[DATA EXCERPTS — start]

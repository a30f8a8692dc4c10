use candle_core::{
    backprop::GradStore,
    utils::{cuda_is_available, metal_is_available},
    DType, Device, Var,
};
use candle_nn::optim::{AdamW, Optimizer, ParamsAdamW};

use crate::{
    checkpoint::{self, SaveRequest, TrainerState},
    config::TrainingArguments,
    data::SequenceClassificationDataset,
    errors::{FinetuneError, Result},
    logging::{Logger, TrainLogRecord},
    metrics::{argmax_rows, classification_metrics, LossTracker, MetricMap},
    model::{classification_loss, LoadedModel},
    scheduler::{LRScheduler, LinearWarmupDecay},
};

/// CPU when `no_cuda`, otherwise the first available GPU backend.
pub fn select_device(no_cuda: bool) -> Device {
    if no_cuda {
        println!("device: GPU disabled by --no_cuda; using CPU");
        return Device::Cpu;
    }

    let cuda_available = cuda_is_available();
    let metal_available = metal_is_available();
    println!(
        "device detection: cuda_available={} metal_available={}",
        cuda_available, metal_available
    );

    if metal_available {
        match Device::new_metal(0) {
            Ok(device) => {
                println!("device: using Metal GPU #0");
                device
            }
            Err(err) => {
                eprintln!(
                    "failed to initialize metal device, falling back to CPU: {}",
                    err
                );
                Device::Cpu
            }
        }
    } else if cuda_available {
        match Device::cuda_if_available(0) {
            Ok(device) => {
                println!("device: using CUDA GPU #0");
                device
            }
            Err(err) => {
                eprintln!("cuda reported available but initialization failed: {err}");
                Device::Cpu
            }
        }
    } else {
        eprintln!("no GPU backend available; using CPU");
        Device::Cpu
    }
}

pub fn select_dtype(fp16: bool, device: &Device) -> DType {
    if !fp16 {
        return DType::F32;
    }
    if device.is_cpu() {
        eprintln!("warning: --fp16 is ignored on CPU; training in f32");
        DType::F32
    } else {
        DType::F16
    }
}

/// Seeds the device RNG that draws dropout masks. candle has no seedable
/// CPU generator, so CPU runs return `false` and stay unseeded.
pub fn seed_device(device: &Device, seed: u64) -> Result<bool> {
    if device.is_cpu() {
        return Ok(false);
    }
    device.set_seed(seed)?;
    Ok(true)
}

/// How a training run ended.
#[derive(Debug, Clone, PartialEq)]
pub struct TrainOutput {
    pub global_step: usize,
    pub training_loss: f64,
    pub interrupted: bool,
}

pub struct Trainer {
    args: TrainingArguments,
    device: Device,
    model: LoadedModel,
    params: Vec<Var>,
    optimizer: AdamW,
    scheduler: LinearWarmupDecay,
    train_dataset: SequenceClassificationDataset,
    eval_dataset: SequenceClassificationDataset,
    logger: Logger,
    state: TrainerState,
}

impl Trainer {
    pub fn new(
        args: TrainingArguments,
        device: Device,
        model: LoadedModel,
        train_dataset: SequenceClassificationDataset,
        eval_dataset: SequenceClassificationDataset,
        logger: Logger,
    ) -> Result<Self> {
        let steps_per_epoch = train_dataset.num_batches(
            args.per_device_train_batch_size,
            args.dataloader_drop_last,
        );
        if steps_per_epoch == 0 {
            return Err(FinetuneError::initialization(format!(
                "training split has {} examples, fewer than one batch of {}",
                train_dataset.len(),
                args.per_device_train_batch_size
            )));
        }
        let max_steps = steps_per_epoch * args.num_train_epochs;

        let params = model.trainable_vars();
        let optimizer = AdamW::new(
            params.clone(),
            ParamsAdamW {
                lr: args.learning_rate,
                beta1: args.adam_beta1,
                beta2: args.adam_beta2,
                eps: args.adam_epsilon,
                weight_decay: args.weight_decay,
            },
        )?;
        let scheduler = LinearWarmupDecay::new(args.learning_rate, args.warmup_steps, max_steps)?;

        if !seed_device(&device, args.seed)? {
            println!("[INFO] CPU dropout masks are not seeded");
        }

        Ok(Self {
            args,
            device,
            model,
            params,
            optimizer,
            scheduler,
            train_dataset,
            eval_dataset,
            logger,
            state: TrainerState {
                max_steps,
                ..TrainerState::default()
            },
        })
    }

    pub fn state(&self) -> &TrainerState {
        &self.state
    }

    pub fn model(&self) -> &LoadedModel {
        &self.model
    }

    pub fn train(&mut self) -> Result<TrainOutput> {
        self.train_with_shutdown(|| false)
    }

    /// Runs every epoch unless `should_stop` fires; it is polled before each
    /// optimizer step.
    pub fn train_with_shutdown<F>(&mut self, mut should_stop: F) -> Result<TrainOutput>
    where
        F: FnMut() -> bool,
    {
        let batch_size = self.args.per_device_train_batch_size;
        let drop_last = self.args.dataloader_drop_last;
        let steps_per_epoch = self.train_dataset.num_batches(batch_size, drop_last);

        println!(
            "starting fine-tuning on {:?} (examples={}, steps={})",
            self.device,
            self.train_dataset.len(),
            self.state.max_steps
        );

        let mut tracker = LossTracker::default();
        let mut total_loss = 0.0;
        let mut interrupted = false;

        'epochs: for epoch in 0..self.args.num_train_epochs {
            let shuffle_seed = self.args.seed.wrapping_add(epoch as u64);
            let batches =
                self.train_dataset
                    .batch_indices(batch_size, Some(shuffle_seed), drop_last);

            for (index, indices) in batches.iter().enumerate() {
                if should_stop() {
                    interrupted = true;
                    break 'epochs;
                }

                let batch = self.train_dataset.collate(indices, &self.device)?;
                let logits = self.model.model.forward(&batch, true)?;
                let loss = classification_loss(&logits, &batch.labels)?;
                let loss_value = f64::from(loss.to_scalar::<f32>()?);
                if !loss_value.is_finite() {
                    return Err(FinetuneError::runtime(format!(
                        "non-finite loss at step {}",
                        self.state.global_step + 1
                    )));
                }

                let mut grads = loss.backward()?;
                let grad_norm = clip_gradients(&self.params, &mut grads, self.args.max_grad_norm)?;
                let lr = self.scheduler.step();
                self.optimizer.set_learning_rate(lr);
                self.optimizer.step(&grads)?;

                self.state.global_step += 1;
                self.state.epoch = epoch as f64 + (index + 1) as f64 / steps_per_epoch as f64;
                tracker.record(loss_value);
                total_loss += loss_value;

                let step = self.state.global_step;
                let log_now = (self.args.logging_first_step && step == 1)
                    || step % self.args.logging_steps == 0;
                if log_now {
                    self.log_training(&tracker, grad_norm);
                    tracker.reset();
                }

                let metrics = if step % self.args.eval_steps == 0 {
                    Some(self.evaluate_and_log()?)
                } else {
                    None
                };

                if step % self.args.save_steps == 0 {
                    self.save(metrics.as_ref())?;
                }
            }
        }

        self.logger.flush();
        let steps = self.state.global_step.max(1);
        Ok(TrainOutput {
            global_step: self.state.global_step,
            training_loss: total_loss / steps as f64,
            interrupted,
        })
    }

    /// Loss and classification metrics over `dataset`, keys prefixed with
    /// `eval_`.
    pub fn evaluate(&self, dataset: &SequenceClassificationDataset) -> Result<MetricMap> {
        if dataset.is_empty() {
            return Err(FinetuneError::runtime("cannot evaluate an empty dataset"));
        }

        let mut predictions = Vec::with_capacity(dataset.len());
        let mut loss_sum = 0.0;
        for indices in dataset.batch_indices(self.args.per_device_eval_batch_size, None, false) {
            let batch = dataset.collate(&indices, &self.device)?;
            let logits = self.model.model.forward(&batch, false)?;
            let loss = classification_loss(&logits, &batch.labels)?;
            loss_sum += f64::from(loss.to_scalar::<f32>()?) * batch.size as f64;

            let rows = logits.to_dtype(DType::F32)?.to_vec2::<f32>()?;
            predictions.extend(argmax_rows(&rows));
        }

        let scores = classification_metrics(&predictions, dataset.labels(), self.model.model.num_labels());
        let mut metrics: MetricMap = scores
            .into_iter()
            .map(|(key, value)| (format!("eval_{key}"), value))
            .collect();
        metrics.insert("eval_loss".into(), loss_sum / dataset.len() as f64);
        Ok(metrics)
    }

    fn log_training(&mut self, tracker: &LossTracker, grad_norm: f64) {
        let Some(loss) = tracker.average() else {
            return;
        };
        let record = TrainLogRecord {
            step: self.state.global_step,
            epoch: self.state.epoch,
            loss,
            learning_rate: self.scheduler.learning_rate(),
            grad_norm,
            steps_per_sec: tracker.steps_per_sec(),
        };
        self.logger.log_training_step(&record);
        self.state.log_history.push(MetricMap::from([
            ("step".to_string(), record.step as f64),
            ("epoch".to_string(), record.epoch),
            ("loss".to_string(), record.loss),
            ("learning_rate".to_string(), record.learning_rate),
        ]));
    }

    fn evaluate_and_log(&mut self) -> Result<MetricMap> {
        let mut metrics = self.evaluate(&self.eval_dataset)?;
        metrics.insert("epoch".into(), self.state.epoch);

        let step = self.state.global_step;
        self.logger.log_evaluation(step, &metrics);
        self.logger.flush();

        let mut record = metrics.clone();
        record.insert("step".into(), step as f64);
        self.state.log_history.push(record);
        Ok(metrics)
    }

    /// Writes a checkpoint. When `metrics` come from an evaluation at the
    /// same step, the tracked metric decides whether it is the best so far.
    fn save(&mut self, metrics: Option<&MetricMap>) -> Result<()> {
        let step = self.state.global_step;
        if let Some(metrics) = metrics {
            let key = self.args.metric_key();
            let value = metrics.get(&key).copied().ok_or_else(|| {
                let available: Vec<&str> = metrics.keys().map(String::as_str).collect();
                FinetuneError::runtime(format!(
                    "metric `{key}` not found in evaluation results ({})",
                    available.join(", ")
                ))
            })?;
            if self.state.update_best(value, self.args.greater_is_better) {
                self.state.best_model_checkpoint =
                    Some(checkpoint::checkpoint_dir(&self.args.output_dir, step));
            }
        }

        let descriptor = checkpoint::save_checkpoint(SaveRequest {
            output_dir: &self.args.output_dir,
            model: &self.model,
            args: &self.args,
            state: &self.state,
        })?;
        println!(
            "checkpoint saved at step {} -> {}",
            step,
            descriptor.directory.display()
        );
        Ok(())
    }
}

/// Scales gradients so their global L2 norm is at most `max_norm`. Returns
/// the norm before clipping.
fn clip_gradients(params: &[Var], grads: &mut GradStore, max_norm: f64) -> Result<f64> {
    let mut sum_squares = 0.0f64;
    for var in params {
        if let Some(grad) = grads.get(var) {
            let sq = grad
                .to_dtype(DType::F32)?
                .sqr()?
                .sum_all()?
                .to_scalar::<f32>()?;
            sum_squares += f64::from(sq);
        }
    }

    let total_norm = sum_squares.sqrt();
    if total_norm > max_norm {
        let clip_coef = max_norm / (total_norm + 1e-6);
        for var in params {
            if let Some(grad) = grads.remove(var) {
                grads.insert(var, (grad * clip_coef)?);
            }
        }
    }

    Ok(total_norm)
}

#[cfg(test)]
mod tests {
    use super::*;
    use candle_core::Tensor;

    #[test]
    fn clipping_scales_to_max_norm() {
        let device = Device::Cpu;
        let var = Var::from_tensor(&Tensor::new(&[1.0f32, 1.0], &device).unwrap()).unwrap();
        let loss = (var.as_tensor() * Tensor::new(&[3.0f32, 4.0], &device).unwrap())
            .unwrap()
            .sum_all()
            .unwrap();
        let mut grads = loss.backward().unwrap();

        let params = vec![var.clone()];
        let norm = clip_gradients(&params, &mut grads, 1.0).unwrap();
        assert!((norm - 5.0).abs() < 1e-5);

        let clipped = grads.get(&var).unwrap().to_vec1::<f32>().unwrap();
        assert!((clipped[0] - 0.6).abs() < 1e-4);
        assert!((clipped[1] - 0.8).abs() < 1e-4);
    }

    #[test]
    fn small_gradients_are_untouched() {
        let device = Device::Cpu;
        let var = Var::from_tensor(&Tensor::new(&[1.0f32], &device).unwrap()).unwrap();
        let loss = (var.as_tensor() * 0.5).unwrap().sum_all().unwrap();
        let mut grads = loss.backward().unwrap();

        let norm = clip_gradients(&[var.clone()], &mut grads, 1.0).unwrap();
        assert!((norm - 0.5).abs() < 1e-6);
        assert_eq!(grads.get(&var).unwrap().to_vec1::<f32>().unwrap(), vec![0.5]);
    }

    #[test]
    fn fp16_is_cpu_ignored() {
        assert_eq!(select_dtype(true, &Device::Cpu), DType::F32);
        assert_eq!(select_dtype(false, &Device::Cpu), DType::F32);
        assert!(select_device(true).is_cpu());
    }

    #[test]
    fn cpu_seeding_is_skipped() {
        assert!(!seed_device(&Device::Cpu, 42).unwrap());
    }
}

[DATA EXCERPTS — finish]

*ACTIVITY*:
Scan the data above for the word "GradStore", then copy every line that holds it.

*PROBLEM SOLUTION*:
    backprop::GradStore,
fn clip_gradients(params: &[Var], grads: &mut GradStore, max_norm: f64) -> Result<f64> {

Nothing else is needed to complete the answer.